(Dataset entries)
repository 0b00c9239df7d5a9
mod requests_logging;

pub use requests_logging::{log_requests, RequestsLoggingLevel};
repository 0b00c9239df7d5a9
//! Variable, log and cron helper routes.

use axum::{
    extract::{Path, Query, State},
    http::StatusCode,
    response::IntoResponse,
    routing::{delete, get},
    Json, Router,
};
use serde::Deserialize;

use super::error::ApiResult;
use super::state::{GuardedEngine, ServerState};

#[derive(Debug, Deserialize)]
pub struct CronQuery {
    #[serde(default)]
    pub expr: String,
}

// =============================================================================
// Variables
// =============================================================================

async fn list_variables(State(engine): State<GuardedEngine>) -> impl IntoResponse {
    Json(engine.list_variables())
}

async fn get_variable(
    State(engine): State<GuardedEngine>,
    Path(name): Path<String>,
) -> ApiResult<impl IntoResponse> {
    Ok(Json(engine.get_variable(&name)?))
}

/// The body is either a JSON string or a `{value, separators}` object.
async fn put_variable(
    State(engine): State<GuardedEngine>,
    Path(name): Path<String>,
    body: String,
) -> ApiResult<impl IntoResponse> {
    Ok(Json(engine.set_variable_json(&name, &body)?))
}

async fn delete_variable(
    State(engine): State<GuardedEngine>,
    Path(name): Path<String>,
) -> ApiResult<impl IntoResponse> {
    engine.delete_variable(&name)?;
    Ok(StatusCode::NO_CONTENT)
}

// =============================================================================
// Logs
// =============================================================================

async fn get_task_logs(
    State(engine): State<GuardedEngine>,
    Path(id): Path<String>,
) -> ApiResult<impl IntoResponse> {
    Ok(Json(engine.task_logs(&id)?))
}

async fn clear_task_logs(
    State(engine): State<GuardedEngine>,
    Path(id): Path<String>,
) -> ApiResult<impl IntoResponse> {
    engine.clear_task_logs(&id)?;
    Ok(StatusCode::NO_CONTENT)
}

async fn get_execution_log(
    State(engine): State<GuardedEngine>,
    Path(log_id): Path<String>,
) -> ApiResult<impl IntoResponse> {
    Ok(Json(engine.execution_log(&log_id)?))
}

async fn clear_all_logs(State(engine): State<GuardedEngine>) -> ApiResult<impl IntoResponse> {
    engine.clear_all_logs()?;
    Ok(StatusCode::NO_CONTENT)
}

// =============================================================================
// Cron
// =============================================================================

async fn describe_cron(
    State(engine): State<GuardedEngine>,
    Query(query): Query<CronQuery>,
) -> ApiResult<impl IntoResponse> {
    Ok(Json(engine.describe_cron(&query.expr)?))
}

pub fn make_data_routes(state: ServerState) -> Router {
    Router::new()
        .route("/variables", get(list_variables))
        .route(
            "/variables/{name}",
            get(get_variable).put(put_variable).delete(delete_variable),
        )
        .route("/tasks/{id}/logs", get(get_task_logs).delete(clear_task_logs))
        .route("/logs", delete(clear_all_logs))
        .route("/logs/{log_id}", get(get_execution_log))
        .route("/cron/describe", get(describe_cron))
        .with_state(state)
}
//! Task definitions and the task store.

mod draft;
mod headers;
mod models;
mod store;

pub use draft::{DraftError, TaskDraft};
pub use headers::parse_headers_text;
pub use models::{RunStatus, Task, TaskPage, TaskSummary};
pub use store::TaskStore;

§ WHAT IS NEEDED
This exercise requires that all of the entries be repeated exactly.

§ RESULT FOR THIS EXERCISE
repository 0b00c9239df7d5a9
mod requests_logging;

pub use requests_logging::{log_requests, RequestsLoggingLevel};
repository 0b00c9239df7d5a9
//! Variable, log and cron helper routes.

use axum::{
    extract::{Path, Query, State},
    http::StatusCode,
    response::IntoResponse,
    routing::{delete, get},
    Json, Router,
};
use serde::Deserialize;

use super::error::ApiResult;
use super::state::{GuardedEngine, ServerState};

#[derive(Debug, Deserialize)]
pub struct CronQuery {
    #[serde(default)]
    pub expr: String,
}

// =============================================================================
// Variables
// =============================================================================

async fn list_variables(State(engine): State<GuardedEngine>) -> impl IntoResponse {
    Json(engine.list_variables())
}

async fn get_variable(
    State(engine): State<GuardedEngine>,
    Path(name): Path<String>,
) -> ApiResult<impl IntoResponse> {
    Ok(Json(engine.get_variable(&name)?))
}

/// The body is either a JSON string or a `{value, separators}` object.
async fn put_variable(
    State(engine): State<GuardedEngine>,
    Path(name): Path<String>,
    body: String,
) -> ApiResult<impl IntoResponse> {
    Ok(Json(engine.set_variable_json(&name, &body)?))
}

async fn delete_variable(
    State(engine): State<GuardedEngine>,
    Path(name): Path<String>,
) -> ApiResult<impl IntoResponse> {
    engine.delete_variable(&name)?;
    Ok(StatusCode::NO_CONTENT)
}

// =============================================================================
// Logs
// =============================================================================

async fn get_task_logs(
    State(engine): State<GuardedEngine>,
    Path(id): Path<String>,
) -> ApiResult<impl IntoResponse> {
    Ok(Json(engine.task_logs(&id)?))
}

async fn clear_task_logs(
    State(engine): State<GuardedEngine>,
    Path(id): Path<String>,
) -> ApiResult<impl IntoResponse> {
    engine.clear_task_logs(&id)?;
    Ok(StatusCode::NO_CONTENT)
}

async fn get_execution_log(
    State(engine): State<GuardedEngine>,
    Path(log_id): Path<String>,
) -> ApiResult<impl IntoResponse> {
    Ok(Json(engine.execution_log(&log_id)?))
}

async fn clear_all_logs(State(engine): State<GuardedEngine>) -> ApiResult<impl IntoResponse> {
    engine.clear_all_logs()?;
    Ok(StatusCode::NO_CONTENT)
}

// =============================================================================
// Cron
// =============================================================================

async fn describe_cron(
    State(engine): State<GuardedEngine>,
    Query(query): Query<CronQuery>,
) -> ApiResult<impl IntoResponse> {
    Ok(Json(engine.describe_cron(&query.expr)?))
}

pub fn make_data_routes(state: ServerState) -> Router {
    Router::new()
        .route("/variables", get(list_variables))
        .route(
            "/variables/{name}",
            get(get_variable).put(put_variable).delete(delete_variable),
        )
        .route("/tasks/{id}/logs", get(get_task_logs).delete(clear_task_logs))
        .route("/logs", delete(clear_all_logs))
        .route("/logs/{log_id}", get(get_execution_log))
        .route("/cron/describe", get(describe_cron))
        .with_state(state)
}
//! Task definitions and the task store.

mod draft;
mod headers;
mod models;
mod store;

pub use draft::{DraftError, TaskDraft};
pub use headers::parse_headers_text;
pub use models::{RunStatus, Task, TaskPage, TaskSummary};
pub use store::TaskStore;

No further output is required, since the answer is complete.